Having a two week break from time in the hospital has been nice. I am feeling a bit rusty with all of this hospital life and just exhausted. For example, I'm waiting for water. One thing about the 8th floor is that Esther can't drink the water because it's not filtered. I'm supposed to order water from room service but I forgot and now it's taking forever to arrive. She's thirsty and doesn't want to go to bed until her water is full. She needs to drink, so we wait for water...

I was struck by this verse today that we've memorized thanks to Steve Green's Hide 'Em In Your Heart CDs... Proverbs 20:11. "Even a child is known by his actions, whether his conduct is pure and right."

Esther has a witness at this hospital. The staff knows her and is eager to interact with her. Last time we were here one of the nurses took her lunch break in our room. Her nurse today said that she's heard so much about Esther that she was so excited to meet her. The infusion room nurses joked that they were going to stall moving her to the inpatient side so they can hang out with her a bit. The rounding impatient oncology doctor said she was so excited to see Esther's name on this list and had been looking forward to seeing her all day.

Esther's actions are known at this hospital. This is completely God's grace and I don't want to make it an idol or expect her to be a circus bear and perform. My prayer is that we would display God's love to the hospital staff not a performance/behavior show. God has given us a sweet little girl and it is only His doing.

Today was Thomas' last day of treatment. I think there is a video of him playing his viola, but I can't watch it in the hospital for some reason... This was encouraging. His mom, Emily, said of the beginning of their journey, " In January, September seemed like years and ages from where we were. It felt almost suffocating in its remoteness." I so understand this and it's nice to see that finish line approaching.

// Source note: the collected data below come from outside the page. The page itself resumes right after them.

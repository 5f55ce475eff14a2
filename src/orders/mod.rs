//! Order lifecycle: creation, lookup, manual status changes, cancellation
//! and payment bookkeeping. Everything that needs a driver goes through
//! the matching engine.

pub mod pricing;
pub mod transitions;

use std::sync::Arc;

use chrono::Utc;
use serde::{Deserialize, Serialize};
use tracing::{info, warn};
use uuid::Uuid;

use crate::engine::dispatch::{self, MatchingStarted};
use crate::engine::ledger;
use crate::error::AppError;
use crate::gateway::events::OutboundEvent;
use crate::models::matching::MatchingAttempt;
use crate::models::order::{
    Location, Order, OrderStatus, PackageDetails, PaymentMethod, PaymentStatus, StatusHistoryEntry,
};
use crate::state::AppState;
use transitions::apply_transition;

#[derive(Debug, Clone, Deserialize)]
pub struct NewOrder {
    pub customer_id: Uuid,
    pub pickup_location: Location,
    pub dropoff_location: Location,
    pub package_details: PackageDetails,
    #[serde(default = "default_payment_method")]
    pub payment_method: PaymentMethod,
}

fn default_payment_method() -> PaymentMethod {
    PaymentMethod::Cash
}

impl NewOrder {
    pub fn validate(&self) -> Result<(), AppError> {
        let mut errors = Vec::new();

        for (field, location) in [
            ("pickup_location", &self.pickup_location),
            ("dropoff_location", &self.dropoff_location),
        ] {
            if !location.point().is_valid() {
                errors.push(format!("{field} coordinates are out of range"));
            }
            if location.address.trim().is_empty() {
                errors.push(format!("{field}.address must not be empty"));
            }
        }

        let package = &self.package_details;
        if !(package.weight_kg.is_finite() && package.weight_kg > 0.0) {
            errors.push("package_details.weight_kg must be > 0".to_string());
        }
        for (field, value) in [
            ("volume_m3", package.volume_m3),
            ("length_m", package.length_m),
            ("width_m", package.width_m),
            ("height_m", package.height_m),
        ] {
            if value.is_some_and(|v| !(v.is_finite() && v > 0.0)) {
                errors.push(format!("package_details.{field} must be > 0"));
            }
        }

        if errors.is_empty() {
            Ok(())
        } else {
            Err(AppError::Validation(errors))
        }
    }
}

#[derive(Debug, Clone, Serialize)]
pub struct ConfirmedOrder {
    pub order: Order,
    pub matching: MatchingStarted,
}

#[derive(Debug, Clone, Copy, PartialEq, Eq, Serialize)]
#[serde(rename_all = "snake_case")]
pub enum PaymentUpdate {
    Applied,
    Unchanged,
}

pub async fn create_order(state: &AppState, new_order: NewOrder) -> Result<Order, AppError> {
    new_order.validate()?;

    let quote = pricing::quote(
        &new_order.pickup_location.point(),
        &new_order.dropoff_location.point(),
        new_order.package_details.weight_kg,
    );
    let now = Utc::now();
    let order = Order {
        id: Uuid::new_v4(),
        customer_id: new_order.customer_id,
        pickup_location: new_order.pickup_location,
        dropoff_location: new_order.dropoff_location,
        package_details: new_order.package_details,
        price: quote.price,
        distance_km: quote.distance_km,
        estimated_time_min: quote.estimated_time_min,
        payment_method: new_order.payment_method,
        payment_status: PaymentStatus::Pending,
        payment_transaction_id: None,
        status: OrderStatus::Pending,
        vehicle_id: None,
        driver_id: None,
        created_at: now,
        updated_at: now,
    };

    state.store.insert_order(
        order.clone(),
        StatusHistoryEntry {
            order_id: order.id,
            status: OrderStatus::Pending,
            note: Some("Order created".to_string()),
            timestamp: now,
        },
    );

    info!(
        order_id = %order.id,
        customer_id = %order.customer_id,
        price = order.price,
        distance_km = order.distance_km,
        "order created"
    );
    state
        .gateway
        .publish(&OutboundEvent::order_created(&order))
        .await;

    Ok(order)
}

pub fn get_order(state: &AppState, order_id: Uuid) -> Result<Order, AppError> {
    state
        .store
        .order(order_id)
        .ok_or_else(|| AppError::order_not_found(order_id))
}

pub fn order_history(state: &AppState, order_id: Uuid) -> Result<Vec<StatusHistoryEntry>, AppError> {
    get_order(state, order_id)?;
    Ok(state.store.history(order_id))
}

pub fn matching_attempts(state: &AppState, order_id: Uuid) -> Result<Vec<MatchingAttempt>, AppError> {
    get_order(state, order_id)?;
    Ok(state.store.attempts_for_order(order_id))
}

/// PENDING -> CONFIRMED, then straight into a matching cycle.
pub async fn confirm_order(state: &Arc<AppState>, order_id: Uuid) -> Result<ConfirmedOrder, AppError> {
    let change = {
        let lock = state.store.lock_order(order_id).await;
        let order = get_order(state, order_id)?;
        if order.status != OrderStatus::Pending {
            return Err(AppError::InvalidState(format!(
                "only PENDING orders can be confirmed, order is {}",
                order.status
            )));
        }
        apply_transition(state, &lock, OrderStatus::Confirmed, Some("Order confirmed".to_string()))
            .await?
    };
    state.gateway.publish(&change.event()).await;

    let matching = dispatch::start_matching(state, order_id).await?;
    Ok(ConfirmedOrder {
        order: get_order(state, order_id)?,
        matching,
    })
}

/// Cancels the order and every open offer it has. Allowed until pickup.
pub async fn cancel_order(
    state: &AppState,
    order_id: Uuid,
    reason: Option<String>,
) -> Result<Order, AppError> {
    let lock = state.store.lock_order(order_id).await;
    let order = get_order(state, order_id)?;
    if !transitions::can_cancel(order.status) {
        return Err(AppError::CannotCancel(order.status));
    }

    for attempt_id in ledger::cancel_open(&state.store, &lock, "order cancelled") {
        state.timers.cancel(attempt_id);
        state.metrics.active_offers.dec();
        state.metrics.offer("cancelled");
    }

    let note = reason.clone().unwrap_or_else(|| "Order cancelled".to_string());
    let change = apply_transition(state, &lock, OrderStatus::Cancelled, Some(note)).await?;
    drop(lock);

    state
        .gateway
        .publish_all(vec![
            change.event(),
            OutboundEvent::order_cancelled(&change.order, reason),
        ])
        .await;
    Ok(change.order)
}

/// Manual status change from operators or the driver app. MATCHING and
/// MATCHED belong to the matching engine and cannot be set by hand.
pub async fn update_status(
    state: &AppState,
    order_id: Uuid,
    to: OrderStatus,
    note: Option<String>,
) -> Result<Order, AppError> {
    if to == OrderStatus::Cancelled {
        return cancel_order(state, order_id, note).await;
    }

    let lock = state.store.lock_order(order_id).await;
    let order = get_order(state, order_id)?;
    if !transitions::can_transition(order.status, to) {
        return Err(AppError::InvalidStatusTransition {
            from: order.status,
            to,
        });
    }
    if matches!(to, OrderStatus::Matching | OrderStatus::Matched)
        || order.status == OrderStatus::Matching
    {
        return Err(AppError::InvalidState(format!(
            "{} -> {to} is driven by the matching engine",
            order.status
        )));
    }

    let change = apply_transition(state, &lock, to, note).await?;
    drop(lock);

    state.gateway.publish(&change.event()).await;
    Ok(change.order)
}

/// Idempotent: a second completion for a paid order changes nothing.
pub async fn record_payment_completed(
    state: &AppState,
    order_id: Uuid,
    transaction_id: &str,
) -> Result<PaymentUpdate, AppError> {
    let _lock = state.store.lock_order(order_id).await;
    let order = get_order(state, order_id)?;
    if order.payment_status == PaymentStatus::Paid {
        if order.payment_transaction_id.as_deref() != Some(transaction_id) {
            warn!(
                %order_id,
                transaction_id,
                recorded = ?order.payment_transaction_id,
                "second payment for an order that is already paid"
            );
        }
        return Ok(PaymentUpdate::Unchanged);
    }

    state.store.update_order_details(order_id, |order| {
        order.payment_status = PaymentStatus::Paid;
        order.payment_transaction_id = Some(transaction_id.to_string());
    })?;
    info!(%order_id, transaction_id, "payment completed");
    Ok(PaymentUpdate::Applied)
}

/// A failure that arrives after a success is stale and ignored.
pub async fn record_payment_failed(
    state: &AppState,
    order_id: Uuid,
    transaction_id: Option<&str>,
    reason: Option<&str>,
) -> Result<PaymentUpdate, AppError> {
    let _lock = state.store.lock_order(order_id).await;
    let order = get_order(state, order_id)?;
    match order.payment_status {
        PaymentStatus::Paid => {
            warn!(%order_id, ?transaction_id, "payment failure after success ignored");
            return Ok(PaymentUpdate::Unchanged);
        }
        PaymentStatus::Failed => return Ok(PaymentUpdate::Unchanged),
        PaymentStatus::Pending | PaymentStatus::Refunded => {}
    }

    state.store.update_order_details(order_id, |order| {
        order.payment_status = PaymentStatus::Failed;
        if let Some(transaction_id) = transaction_id {
            order.payment_transaction_id = Some(transaction_id.to_string());
        }
    })?;
    warn!(%order_id, ?transaction_id, ?reason, "payment failed");
    Ok(PaymentUpdate::Applied)
}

This also got me thinking about how hard it must be to be a health care provider for oncology patients. You get to know them so fast and intimately. You see them often, you know their families, their struggles, often their daily lives are shared with hospital staff. They know what foods you like, your favorite activities, TV shows, your favorite movies. Some oncology patients die, the rest recover. For the care providers there is a break in the relationship with every patient. I'm sure the reward of saving someone's life is great, but there must be a sting when the relationship is ended. These people care, physically and emotionally, for the patients and their families. I admire and respect them greatly.

Water's here...it's time for bed.

1 comment:

  1. Hi Sam, I've been thinking about you all as you head into this round of chemo and wanted to give you this verse. "I will go before you and make the rough places smooth; I will shatter the doors of bronze and cut through their iron bars. I will give you the treasures of darkness and hidden wealth of secret places, so that you may know that it is I, the Lord, the God of Israel, who calls you by your name." Isaiah 45:2-3 A friend gave this too me and I've had it on my wall the last several months. Love and grace to you and your family sister.